Dynamic mode decomposition using a Kalman filter for parameter estimation

TL;DR

This paper introduces a Kalman filter-based dynamic mode decomposition method that improves eigenmode estimation accuracy in noisy, time-varying systems, especially for sequential data analysis.

Contribution

It proposes the KFDMD algorithm combining Kalman filtering with truncated POD, enhancing eigenmode estimation under severe noise and dynamic conditions.

Findings

KFDMD outperforms standard DMD and tlsDMD in noisy environments.

KFDMD accurately tracks eigenmodes in time-varying systems.
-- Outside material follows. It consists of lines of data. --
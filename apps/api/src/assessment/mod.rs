// Assessment generation and scoring.
// All completion calls go through llm_client; nothing here talks to the provider directly.

pub mod fallback;
pub mod generator;
pub mod handlers;
pub mod prompts;
pub mod scoring;
pub mod stats;
pub mod store;
pub mod validator;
KFDMD is effective for sequential data analysis with strong noise robustness.

Abstract

A novel dynamic mode decomposition (DMD) method based on a Kalman filter is proposed. This paper explains the fast algorithm of the proposed Kalman filter DMD (KFDMD) in combination with truncated proper orthogonal decomposition for many-degree-of-freedom problems. Numerical experiments reveal that KFDMD can estimate eigenmodes more precisely compared with standard DMD or total least-squares DMD (tlsDMD) methods for the severe noise condition if the nature of the observation noise is known, though tlsDMD works better than KFDMD in the low and medium noise level. Moreover, KFDMD can track the eigenmodes precisely even when the system matrix varies with time similar to online DMD, and this extension is naturally conducted owing to the characteristics of the Kalman filter. In summary, the KFDMD is a promising tool with strong antinoise characteristics for analyzing sequential datasets.